Exercise directions ->
Copy each line below in which the string "TraiteRepository" appears.

[Stored data entries]
- - -
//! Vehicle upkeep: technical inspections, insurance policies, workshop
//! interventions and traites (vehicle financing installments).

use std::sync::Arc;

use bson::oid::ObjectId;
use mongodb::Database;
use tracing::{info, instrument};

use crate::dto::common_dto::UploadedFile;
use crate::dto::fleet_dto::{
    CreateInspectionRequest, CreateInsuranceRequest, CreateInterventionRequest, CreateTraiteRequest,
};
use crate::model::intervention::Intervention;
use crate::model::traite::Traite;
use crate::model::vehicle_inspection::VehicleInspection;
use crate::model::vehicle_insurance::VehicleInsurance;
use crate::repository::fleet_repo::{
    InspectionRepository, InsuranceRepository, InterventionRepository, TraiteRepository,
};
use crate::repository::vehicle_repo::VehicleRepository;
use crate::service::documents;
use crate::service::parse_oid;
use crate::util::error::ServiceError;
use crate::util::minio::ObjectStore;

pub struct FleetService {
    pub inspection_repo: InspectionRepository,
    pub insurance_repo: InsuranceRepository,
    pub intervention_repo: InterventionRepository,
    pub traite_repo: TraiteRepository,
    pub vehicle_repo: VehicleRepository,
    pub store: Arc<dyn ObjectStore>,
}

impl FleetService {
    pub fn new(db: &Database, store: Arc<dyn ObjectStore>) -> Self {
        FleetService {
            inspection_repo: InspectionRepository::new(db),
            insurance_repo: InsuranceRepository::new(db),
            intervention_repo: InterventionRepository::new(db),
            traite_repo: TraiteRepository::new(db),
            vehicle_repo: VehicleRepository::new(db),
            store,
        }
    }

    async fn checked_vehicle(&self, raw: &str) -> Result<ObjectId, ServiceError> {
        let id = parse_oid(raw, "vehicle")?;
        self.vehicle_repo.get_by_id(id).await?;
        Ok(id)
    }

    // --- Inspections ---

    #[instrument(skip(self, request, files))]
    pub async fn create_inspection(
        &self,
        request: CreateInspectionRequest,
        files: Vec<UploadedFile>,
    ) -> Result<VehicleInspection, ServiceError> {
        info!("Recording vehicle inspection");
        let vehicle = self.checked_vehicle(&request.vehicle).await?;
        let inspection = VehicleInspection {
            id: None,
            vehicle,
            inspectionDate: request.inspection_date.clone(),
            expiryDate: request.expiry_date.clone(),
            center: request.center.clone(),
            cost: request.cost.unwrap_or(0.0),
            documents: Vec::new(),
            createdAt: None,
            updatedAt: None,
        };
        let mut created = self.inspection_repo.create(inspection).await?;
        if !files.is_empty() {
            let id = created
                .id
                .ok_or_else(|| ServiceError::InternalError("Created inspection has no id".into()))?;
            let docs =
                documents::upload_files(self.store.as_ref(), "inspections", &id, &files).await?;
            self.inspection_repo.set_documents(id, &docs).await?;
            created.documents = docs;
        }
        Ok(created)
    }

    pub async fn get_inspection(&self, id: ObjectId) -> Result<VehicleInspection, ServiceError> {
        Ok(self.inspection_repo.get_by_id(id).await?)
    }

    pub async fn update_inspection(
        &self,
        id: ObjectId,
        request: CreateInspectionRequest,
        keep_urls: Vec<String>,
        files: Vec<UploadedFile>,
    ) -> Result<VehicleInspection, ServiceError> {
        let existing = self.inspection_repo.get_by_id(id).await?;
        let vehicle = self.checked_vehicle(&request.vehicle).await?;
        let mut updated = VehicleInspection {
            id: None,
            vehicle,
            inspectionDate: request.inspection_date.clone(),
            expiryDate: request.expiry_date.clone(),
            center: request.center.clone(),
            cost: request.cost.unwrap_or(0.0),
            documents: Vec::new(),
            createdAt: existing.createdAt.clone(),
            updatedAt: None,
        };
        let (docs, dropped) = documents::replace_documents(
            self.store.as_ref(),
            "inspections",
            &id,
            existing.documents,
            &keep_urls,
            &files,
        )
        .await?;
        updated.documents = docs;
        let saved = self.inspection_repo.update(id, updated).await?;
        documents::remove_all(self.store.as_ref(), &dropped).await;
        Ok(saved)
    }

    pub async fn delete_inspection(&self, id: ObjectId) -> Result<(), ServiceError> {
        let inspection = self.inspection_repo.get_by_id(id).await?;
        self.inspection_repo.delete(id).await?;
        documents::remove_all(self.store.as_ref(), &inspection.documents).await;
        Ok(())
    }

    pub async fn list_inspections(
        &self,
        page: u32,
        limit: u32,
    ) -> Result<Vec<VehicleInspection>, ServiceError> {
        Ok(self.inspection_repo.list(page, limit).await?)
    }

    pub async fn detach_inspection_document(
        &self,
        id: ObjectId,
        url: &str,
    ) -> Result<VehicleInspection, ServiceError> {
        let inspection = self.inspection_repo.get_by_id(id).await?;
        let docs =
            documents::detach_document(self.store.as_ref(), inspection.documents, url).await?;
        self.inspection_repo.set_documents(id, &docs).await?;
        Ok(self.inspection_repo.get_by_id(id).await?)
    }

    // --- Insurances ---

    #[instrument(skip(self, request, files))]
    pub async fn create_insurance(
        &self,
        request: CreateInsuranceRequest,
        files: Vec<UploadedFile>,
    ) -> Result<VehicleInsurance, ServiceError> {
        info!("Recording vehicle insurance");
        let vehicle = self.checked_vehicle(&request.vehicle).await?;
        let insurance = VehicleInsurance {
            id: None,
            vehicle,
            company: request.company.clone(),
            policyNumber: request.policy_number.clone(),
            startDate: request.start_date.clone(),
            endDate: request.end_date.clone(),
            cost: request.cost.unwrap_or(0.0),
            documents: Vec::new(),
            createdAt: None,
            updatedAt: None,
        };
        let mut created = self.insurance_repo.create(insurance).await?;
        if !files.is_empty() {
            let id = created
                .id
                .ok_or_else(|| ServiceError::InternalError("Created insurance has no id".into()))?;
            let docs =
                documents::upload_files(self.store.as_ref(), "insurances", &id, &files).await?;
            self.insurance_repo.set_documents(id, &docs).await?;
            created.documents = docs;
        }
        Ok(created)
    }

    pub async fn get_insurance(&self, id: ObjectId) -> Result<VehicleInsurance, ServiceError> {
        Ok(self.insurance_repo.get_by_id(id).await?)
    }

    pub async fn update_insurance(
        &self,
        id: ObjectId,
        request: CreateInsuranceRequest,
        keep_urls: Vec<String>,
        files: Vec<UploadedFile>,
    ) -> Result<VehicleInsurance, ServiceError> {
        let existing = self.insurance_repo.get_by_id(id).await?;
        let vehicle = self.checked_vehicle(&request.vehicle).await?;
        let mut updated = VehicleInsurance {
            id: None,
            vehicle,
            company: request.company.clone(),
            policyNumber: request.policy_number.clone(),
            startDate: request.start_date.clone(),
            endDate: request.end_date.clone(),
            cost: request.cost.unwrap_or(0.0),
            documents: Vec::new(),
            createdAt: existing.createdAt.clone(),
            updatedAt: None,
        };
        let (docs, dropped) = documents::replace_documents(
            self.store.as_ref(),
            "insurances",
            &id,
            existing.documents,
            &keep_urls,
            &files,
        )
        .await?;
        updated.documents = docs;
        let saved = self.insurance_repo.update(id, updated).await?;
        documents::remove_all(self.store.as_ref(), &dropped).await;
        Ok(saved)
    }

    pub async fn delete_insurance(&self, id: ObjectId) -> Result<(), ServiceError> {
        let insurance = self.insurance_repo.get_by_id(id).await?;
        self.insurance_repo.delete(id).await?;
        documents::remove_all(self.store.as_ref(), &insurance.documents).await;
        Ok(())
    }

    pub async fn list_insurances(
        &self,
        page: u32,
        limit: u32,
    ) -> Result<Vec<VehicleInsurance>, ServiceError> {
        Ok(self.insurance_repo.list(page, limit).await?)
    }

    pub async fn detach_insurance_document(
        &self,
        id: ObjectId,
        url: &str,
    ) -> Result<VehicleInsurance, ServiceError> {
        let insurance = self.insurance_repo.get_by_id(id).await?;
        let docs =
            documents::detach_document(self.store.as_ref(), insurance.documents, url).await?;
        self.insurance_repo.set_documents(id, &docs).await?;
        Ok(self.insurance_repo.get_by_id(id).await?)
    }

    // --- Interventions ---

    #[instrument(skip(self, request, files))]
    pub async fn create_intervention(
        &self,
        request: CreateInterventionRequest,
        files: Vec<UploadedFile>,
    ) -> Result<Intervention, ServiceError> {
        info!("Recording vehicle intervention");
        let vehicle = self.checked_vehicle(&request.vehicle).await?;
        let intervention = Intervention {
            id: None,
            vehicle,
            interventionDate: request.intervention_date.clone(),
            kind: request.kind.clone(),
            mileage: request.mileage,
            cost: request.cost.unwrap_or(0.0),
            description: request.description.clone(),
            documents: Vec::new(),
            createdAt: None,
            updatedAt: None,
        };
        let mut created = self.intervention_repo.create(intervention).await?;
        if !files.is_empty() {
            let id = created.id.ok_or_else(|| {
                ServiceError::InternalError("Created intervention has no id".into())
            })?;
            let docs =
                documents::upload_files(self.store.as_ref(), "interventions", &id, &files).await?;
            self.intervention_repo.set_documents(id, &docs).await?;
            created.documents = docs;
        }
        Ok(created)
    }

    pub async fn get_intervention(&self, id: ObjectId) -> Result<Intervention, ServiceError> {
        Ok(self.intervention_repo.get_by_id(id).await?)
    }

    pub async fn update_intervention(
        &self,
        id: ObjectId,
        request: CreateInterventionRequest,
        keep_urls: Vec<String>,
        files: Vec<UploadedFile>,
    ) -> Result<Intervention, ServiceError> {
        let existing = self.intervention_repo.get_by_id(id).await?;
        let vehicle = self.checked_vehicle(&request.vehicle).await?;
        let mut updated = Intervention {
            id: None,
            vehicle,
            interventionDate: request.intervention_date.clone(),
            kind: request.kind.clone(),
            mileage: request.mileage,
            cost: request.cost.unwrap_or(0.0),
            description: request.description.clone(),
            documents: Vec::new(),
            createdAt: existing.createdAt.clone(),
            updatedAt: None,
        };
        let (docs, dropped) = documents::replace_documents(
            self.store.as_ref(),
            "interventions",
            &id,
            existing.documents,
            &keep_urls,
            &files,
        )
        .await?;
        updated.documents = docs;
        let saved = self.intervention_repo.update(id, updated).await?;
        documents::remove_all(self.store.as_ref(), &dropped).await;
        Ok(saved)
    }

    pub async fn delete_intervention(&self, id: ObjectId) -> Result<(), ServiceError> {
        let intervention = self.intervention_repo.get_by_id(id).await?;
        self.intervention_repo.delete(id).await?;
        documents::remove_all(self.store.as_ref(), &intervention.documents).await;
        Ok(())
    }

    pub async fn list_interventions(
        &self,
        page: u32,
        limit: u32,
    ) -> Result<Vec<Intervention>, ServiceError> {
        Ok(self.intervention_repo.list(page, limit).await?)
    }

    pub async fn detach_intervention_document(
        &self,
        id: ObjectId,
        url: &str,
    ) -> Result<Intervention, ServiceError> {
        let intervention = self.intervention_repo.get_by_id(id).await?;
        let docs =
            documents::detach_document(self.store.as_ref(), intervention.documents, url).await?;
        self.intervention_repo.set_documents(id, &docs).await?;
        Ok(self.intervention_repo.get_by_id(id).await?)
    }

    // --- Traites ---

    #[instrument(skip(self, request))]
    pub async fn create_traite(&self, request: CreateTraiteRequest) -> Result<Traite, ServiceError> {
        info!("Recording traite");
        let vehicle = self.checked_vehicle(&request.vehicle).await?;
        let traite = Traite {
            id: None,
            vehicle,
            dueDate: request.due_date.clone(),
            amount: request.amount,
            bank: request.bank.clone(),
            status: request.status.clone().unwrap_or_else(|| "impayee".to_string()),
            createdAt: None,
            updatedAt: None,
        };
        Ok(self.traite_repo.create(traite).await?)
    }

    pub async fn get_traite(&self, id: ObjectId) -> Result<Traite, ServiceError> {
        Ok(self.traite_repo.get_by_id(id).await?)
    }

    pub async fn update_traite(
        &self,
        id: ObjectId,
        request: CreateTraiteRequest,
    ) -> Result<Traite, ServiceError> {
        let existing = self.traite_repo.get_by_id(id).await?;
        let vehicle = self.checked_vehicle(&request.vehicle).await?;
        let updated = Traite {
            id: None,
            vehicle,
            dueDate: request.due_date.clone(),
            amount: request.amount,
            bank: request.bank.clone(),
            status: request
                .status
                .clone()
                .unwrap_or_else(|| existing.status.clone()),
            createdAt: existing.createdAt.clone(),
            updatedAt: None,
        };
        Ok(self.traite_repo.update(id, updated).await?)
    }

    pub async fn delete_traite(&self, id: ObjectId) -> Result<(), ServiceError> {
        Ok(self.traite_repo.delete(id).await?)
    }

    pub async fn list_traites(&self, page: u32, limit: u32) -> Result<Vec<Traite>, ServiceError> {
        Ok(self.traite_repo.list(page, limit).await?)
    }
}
- - -
Task response ->
    InspectionRepository, InsuranceRepository, InterventionRepository, TraiteRepository,
    pub traite_repo: TraiteRepository,
            traite_repo: TraiteRepository::new(db),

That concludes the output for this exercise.